## [Exercise brief]
Go through the records and report each line holding the string "function".
Start of Records provided
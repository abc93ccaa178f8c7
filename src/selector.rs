//! The `OneHot` function instance: configuration gate, owned RNG
//! stream, and the evaluation call surface.
//!
//! An instance pairs a [`Mode`] with (for probabilistic modes) a
//! validated weight vector and an owned [`DrawSource`]. Validation runs
//! when configuration changes — construction, [`OneHot::set_weights`],
//! [`OneHot::reconfigure`] — never inside evaluation; evaluation only
//! applies cheap shape guards and then runs the selected engine.
//!
//! Concurrency: the drawing path takes `&mut self`, so one instance has
//! single-writer draw ordering by construction. For data-parallel
//! batches, pre-assign one draw per request and call
//! [`OneHot::evaluate_with_draw`] (`&self`, pure) from as many threads
//! as you like.

use crate::draw::DrawSource;
use crate::error::ConfigError;
use crate::mode::Mode;
use crate::validate::{validate_shape, validate_weights, ValidationPhase};
use crate::{fold, vectorized};

/// Which evaluation engine an instance runs.
///
/// Both engines produce identical output for every input, mode, and
/// draw; `Fold` exists for code-generation backends and for exercising
/// the equivalence contract.
#[derive(Debug, Clone, Copy, PartialEq, Eq, Default)]
#[cfg_attr(feature = "serde", derive(serde::Serialize, serde::Deserialize))]
pub enum Engine {
    /// Whole-slice evaluation (direct execution).
    #[default]
    Vectorized,
    /// Explicit lowered scan (the compiled-backend semantics).
    Fold,
}

/// Construction-time configuration for [`OneHot`].
#[derive(Debug, Clone, Copy, PartialEq)]
#[cfg_attr(feature = "serde", derive(serde::Serialize, serde::Deserialize))]
pub struct OneHotConfig {
    /// Selection mode.
    pub mode: Mode,
    /// RNG seed; `None` derives the stream from process entropy.
    pub seed: Option<u64>,
    /// Evaluation engine.
    pub engine: Engine,
}

impl Default for OneHotConfig {
    fn default() -> Self {
        Self {
            mode: Mode::MaxVal,
            seed: None,
            engine: Engine::Vectorized,
        }
    }
}

/// A configured one-hot selection function.
///
/// ```rust
/// use onehot::{Mode, OneHot};
///
/// let mut f = OneHot::with_seed(Mode::ArgMax, 0);
/// let out = f.evaluate(&[3.0, 1.0, 4.0, 1.0, 5.0, 9.0, 2.0, 6.0])?;
/// assert_eq!(out, vec![0.0, 0.0, 0.0, 0.0, 0.0, 9.0, 0.0, 0.0]);
/// # Ok::<(), onehot::ConfigError>(())
/// ```
#[derive(Debug, Clone)]
pub struct OneHot {
    mode: Mode,
    engine: Engine,
    weights: Option<Vec<f64>>,
    source: DrawSource,
}

impl OneHot {
    pub fn new(cfg: OneHotConfig) -> Self {
        let source = match cfg.seed {
            Some(seed) => DrawSource::with_seed(seed),
            None => DrawSource::from_entropy(),
        };
        Self {
            mode: cfg.mode,
            engine: cfg.engine,
            weights: None,
            source,
        }
    }

    /// Shorthand for a seeded instance with the default engine.
    pub fn with_seed(mode: Mode, seed: u64) -> Self {
        Self::new(OneHotConfig {
            mode,
            seed: Some(seed),
            engine: Engine::default(),
        })
    }

    pub fn mode(&self) -> Mode {
        self.mode
    }

    pub fn engine(&self) -> Engine {
        self.engine
    }

    /// The currently attached weight vector, if any.
    pub fn weights(&self) -> Option<&[f64]> {
        self.weights.as_deref()
    }

    /// Attach a probability-weight vector, fully validated.
    pub fn set_weights(&mut self, weights: &[f64]) -> Result<(), ConfigError> {
        validate_weights(weights, ValidationPhase::Configured)?;
        self.weights = Some(weights.to_vec());
        Ok(())
    }

    /// Attach weights while the configuring host is still initializing:
    /// the sum check is deferred (range checks still apply), so all-zero
    /// placeholder weights are accepted and evaluation falls back to
    /// passthrough until real weights arrive.
    pub fn set_weights_deferred(&mut self, weights: &[f64]) -> Result<(), ConfigError> {
        validate_weights(weights, ValidationPhase::Initializing)?;
        self.weights = Some(weights.to_vec());
        Ok(())
    }

    /// Switch modes, revalidating the mode/weights pairing.
    ///
    /// Switching to a probabilistic mode re-runs full weight validation
    /// on any attached weights (a deferred all-zero placeholder is
    /// rejected here). The RNG stream is left untouched.
    pub fn reconfigure(&mut self, mode: Mode) -> Result<(), ConfigError> {
        if mode.is_probabilistic() {
            if let Some(w) = &self.weights {
                validate_weights(w, ValidationPhase::Configured)?;
            }
        }
        self.mode = mode;
        Ok(())
    }

    /// Evaluate `values`, drawing from the owned stream if the mode is
    /// probabilistic.
    ///
    /// Exactly one draw is consumed per probabilistic evaluation, and
    /// none otherwise — including the all-zero-weights passthrough,
    /// which returns `values` unchanged without touching the stream.
    pub fn evaluate(&mut self, values: &[f64]) -> Result<Vec<f64>, ConfigError> {
        self.check_shapes(values)?;
        let kind = self.mode.policy();
        let weights = self.weights.as_deref().unwrap_or(&[]);
        let out = match self.engine {
            Engine::Vectorized => vectorized::evaluate(kind, values, weights, &mut self.source),
            Engine::Fold => fold::evaluate(kind, values, weights, &mut self.source),
        };
        Ok(out)
    }

    /// Evaluate with a pre-assigned draw in `[0, 1)`, without touching
    /// the owned stream. Pure; `draw` is ignored for non-probabilistic
    /// modes and for the all-zero-weights passthrough.
    pub fn evaluate_with_draw(&self, values: &[f64], draw: f64) -> Result<Vec<f64>, ConfigError> {
        self.check_shapes(values)?;
        let kind = self.mode.policy();
        let weights = self.weights.as_deref().unwrap_or(&[]);
        let out = match self.engine {
            Engine::Vectorized => vectorized::evaluate_with_draw(kind, values, weights, draw),
            Engine::Fold => fold::evaluate_with_draw(kind, values, weights, draw),
        };
        Ok(out)
    }

    /// Shape guards shared by both call paths.
    fn check_shapes(&self, values: &[f64]) -> Result<(), ConfigError> {
        if values.is_empty() {
            return Err(ConfigError::ShapeMismatch {
                expected: 1,
                got: 0,
            });
        }
        if !self.mode.is_probabilistic() {
            return Ok(());
        }
        let weights = self.weights.as_deref().ok_or(ConfigError::ShapeMismatch {
            expected: values.len(),
            got: 0,
        })?;
        validate_shape(values.len(), weights.len())
    }
}

#[cfg(test)]
mod tests {
    use super::*;

    #[test]
    fn empty_values_are_rejected() {
        let mut f = OneHot::with_seed(Mode::ArgMax, 0);
        assert_eq!(
            f.evaluate(&[]),
            Err(ConfigError::ShapeMismatch { expected: 1, got: 0 })
        );
    }

    #[test]
    fn probabilistic_mode_requires_weights() {
        let mut f = OneHot::with_seed(Mode::Prob, 0);
        assert_eq!(
            f.evaluate(&[1.0, 2.0]),
            Err(ConfigError::ShapeMismatch { expected: 2, got: 0 })
        );

        f.set_weights(&[0.5, 0.5]).unwrap();
        assert_eq!(
            f.evaluate(&[1.0, 2.0, 3.0]),
            Err(ConfigError::ShapeMismatch { expected: 3, got: 2 })
        );
        assert!(f.evaluate(&[1.0, 2.0]).is_ok());
    }

    #[test]
    fn set_weights_validates_eagerly() {
        let mut f = OneHot::with_seed(Mode::Prob, 0);
        assert!(matches!(
            f.set_weights(&[0.5, 0.9]),
            Err(ConfigError::WeightSumInvalid { .. })
        ));
        assert!(matches!(
            f.set_weights(&[1.2, -0.2]),
            Err(ConfigError::WeightOutOfRange { index: 0, .. })
        ));
        // Failed attachment leaves no weights behind.
        assert_eq!(f.weights(), None);
    }

    #[test]
    fn reconfigure_revalidates_deferred_placeholders() {
        let mut f = OneHot::with_seed(Mode::ArgMax, 0);
        f.set_weights_deferred(&[0.0, 0.0]).unwrap();
        // Fine to keep placeholders while in a non-probabilistic mode...
        f.reconfigure(Mode::ArgMin).unwrap();
        // ...but switching to a probabilistic mode re-runs the sum check.
        assert!(matches!(
            f.reconfigure(Mode::Prob),
            Err(ConfigError::WeightSumInvalid { .. })
        ));
        f.set_weights(&[0.25, 0.75]).unwrap();
        f.reconfigure(Mode::Prob).unwrap();
    }

    #[test]
    fn zero_weight_passthrough_consumes_no_draw() {
        // Two instances with the same seed; one evaluates through the
        // all-zero fallback first. If the fallback consumed a draw, the
        // later sampled selections would diverge.
        let mut a = OneHot::with_seed(Mode::Prob, 99);
        let mut b = OneHot::with_seed(Mode::Prob, 99);
        let values = [1.0, 2.0, 3.0];

        a.set_weights_deferred(&[0.0, 0.0, 0.0]).unwrap();
        assert_eq!(a.evaluate(&values).unwrap(), values.to_vec());

        a.set_weights(&[0.1, 0.2, 0.7]).unwrap();
        b.set_weights(&[0.1, 0.2, 0.7]).unwrap();
        for _ in 0..20 {
            assert_eq!(a.evaluate(&values).unwrap(), b.evaluate(&values).unwrap());
        }
    }

    #[test]
    fn fixed_seed_is_deterministic_across_runs() {
        let run = || {
            let mut f = OneHot::with_seed(Mode::ProbIndicator, 1234);
            f.set_weights(&[0.3, 0.3, 0.4]).unwrap();
            (0..50)
                .map(|_| f.evaluate(&[5.0, 6.0, 7.0]).unwrap())
                .collect::<Vec<_>>()
        };
        assert_eq!(run(), run());
    }

    #[test]
    fn non_probabilistic_modes_never_touch_the_stream() {
        let mut a = OneHot::with_seed(Mode::Prob, 5);
        a.set_weights(&[0.5, 0.5]).unwrap();
        let expected = a.evaluate(&[1.0, 2.0]).unwrap();

        let mut b = OneHot::with_seed(Mode::ArgMax, 5);
        for _ in 0..10 {
            b.evaluate(&[1.0, 2.0]).unwrap();
        }
        b.reconfigure(Mode::Prob).unwrap();
        b.set_weights(&[0.5, 0.5]).unwrap();
        assert_eq!(b.evaluate(&[1.0, 2.0]).unwrap(), expected);
    }

    #[test]
    fn engines_share_one_call_surface() {
        let mk = |engine| {
            let mut f = OneHot::new(OneHotConfig {
                mode: Mode::Prob,
                seed: Some(17),
                engine,
            });
            f.set_weights(&[0.2, 0.3, 0.5]).unwrap();
            f
        };
        let mut v = mk(Engine::Vectorized);
        let mut f = mk(Engine::Fold);
        for _ in 0..30 {
            let values = [9.0, 8.0, 7.0];
            assert_eq!(v.evaluate(&values).unwrap(), f.evaluate(&values).unwrap());
        }
    }

    #[test]
    fn evaluate_with_draw_is_pure() {
        let mut f = OneHot::with_seed(Mode::Prob, 3);
        f.set_weights(&[0.2, 0.3, 0.5]).unwrap();
        let values = [10.0, 20.0, 30.0];

        // Pre-assigned draws do not advance the owned stream.
        let x = f.evaluate_with_draw(&values, 0.25).unwrap();
        let y = f.evaluate_with_draw(&values, 0.25).unwrap();
        assert_eq!(x, vec![0.0, 20.0, 0.0]);
        assert_eq!(x, y);

        let mut untouched = OneHot::with_seed(Mode::Prob, 3);
        untouched.set_weights(&[0.2, 0.3, 0.5]).unwrap();
        assert_eq!(
            f.evaluate(&values).unwrap(),
            untouched.evaluate(&values).unwrap()
        );
    }
}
End of Records provided
## [Reply to the exercise]
//! The `OneHot` function instance: configuration gate, owned RNG
/// A configured one-hot selection function.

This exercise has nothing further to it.